| TASK DETAILS |
Report how many lines of the listing include the word "debug"; nothing else should be written.

| DATA RECORDS |
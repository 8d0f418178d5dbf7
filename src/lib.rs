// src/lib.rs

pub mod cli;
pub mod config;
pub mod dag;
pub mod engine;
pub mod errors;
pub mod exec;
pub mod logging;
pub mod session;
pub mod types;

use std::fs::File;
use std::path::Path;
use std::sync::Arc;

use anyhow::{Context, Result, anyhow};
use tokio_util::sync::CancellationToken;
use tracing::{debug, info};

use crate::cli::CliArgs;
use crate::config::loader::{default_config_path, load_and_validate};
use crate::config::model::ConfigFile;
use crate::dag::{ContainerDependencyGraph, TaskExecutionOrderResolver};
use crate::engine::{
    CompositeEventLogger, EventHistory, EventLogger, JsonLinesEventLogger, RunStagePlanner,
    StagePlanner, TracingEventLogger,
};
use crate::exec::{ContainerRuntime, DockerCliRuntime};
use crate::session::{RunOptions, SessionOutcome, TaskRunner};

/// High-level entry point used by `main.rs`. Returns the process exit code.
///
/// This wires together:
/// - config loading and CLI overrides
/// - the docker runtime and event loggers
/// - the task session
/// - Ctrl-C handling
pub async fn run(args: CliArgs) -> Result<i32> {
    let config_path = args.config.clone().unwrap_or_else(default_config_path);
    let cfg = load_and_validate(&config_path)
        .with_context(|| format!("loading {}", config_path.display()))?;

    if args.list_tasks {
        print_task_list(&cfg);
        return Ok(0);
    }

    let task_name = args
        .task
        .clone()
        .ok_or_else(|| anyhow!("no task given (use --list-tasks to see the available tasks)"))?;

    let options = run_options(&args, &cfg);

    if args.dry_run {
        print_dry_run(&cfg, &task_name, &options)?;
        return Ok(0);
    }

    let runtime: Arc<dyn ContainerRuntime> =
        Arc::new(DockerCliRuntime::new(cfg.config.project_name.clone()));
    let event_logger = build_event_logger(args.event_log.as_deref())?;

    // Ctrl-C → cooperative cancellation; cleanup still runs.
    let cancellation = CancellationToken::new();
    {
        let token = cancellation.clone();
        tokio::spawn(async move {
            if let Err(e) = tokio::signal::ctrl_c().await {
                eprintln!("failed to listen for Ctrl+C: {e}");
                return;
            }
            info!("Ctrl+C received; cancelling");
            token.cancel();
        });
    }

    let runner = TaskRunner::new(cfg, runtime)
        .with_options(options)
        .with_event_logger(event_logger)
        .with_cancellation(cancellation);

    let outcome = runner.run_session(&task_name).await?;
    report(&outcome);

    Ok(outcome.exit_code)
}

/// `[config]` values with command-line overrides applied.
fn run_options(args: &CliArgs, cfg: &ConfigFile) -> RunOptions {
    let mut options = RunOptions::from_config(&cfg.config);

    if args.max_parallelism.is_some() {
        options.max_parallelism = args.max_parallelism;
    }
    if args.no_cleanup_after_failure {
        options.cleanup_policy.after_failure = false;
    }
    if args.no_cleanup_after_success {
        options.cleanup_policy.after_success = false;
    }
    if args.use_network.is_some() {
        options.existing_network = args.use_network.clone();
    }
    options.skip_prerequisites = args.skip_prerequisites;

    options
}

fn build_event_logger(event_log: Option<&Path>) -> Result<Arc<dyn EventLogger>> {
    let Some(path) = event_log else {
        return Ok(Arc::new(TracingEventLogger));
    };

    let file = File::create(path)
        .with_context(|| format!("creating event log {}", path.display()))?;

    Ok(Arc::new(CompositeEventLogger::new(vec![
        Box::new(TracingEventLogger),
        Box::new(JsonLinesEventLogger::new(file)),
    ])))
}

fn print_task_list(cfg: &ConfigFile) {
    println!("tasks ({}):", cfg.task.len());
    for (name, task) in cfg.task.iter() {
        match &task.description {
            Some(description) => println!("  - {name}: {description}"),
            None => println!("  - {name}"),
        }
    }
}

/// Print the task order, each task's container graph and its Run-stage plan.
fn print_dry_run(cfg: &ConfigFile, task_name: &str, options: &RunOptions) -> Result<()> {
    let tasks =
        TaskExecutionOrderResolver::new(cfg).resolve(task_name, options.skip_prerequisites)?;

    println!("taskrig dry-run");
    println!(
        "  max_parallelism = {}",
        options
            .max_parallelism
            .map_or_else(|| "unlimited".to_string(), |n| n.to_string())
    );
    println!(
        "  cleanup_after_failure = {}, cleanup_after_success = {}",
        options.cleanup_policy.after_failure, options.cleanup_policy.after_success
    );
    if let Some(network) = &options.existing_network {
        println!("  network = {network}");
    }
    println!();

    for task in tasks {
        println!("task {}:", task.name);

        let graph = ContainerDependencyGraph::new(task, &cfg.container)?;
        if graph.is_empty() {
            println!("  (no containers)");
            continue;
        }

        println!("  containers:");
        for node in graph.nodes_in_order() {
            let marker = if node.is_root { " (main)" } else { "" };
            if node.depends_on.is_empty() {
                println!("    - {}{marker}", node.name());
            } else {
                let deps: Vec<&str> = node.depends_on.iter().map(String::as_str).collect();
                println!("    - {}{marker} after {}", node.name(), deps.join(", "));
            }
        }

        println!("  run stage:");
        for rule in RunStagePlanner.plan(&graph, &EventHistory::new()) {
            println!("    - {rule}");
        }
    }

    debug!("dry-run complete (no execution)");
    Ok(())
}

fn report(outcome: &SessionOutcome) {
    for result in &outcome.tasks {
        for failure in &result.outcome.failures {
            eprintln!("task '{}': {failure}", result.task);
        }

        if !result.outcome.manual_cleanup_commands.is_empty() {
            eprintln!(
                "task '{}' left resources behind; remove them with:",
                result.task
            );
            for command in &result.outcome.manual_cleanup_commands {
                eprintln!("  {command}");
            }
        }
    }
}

* * *

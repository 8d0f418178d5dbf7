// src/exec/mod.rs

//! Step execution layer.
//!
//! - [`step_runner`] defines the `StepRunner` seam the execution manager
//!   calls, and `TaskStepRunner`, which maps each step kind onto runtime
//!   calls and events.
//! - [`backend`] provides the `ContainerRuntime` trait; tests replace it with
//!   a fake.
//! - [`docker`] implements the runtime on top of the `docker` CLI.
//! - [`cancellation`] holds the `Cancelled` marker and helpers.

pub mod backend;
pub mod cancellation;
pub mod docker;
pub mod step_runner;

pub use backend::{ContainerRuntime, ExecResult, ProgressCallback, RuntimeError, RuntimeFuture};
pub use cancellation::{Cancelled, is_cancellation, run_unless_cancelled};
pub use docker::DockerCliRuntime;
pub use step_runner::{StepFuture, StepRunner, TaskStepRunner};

| ANSWER SPACE |
2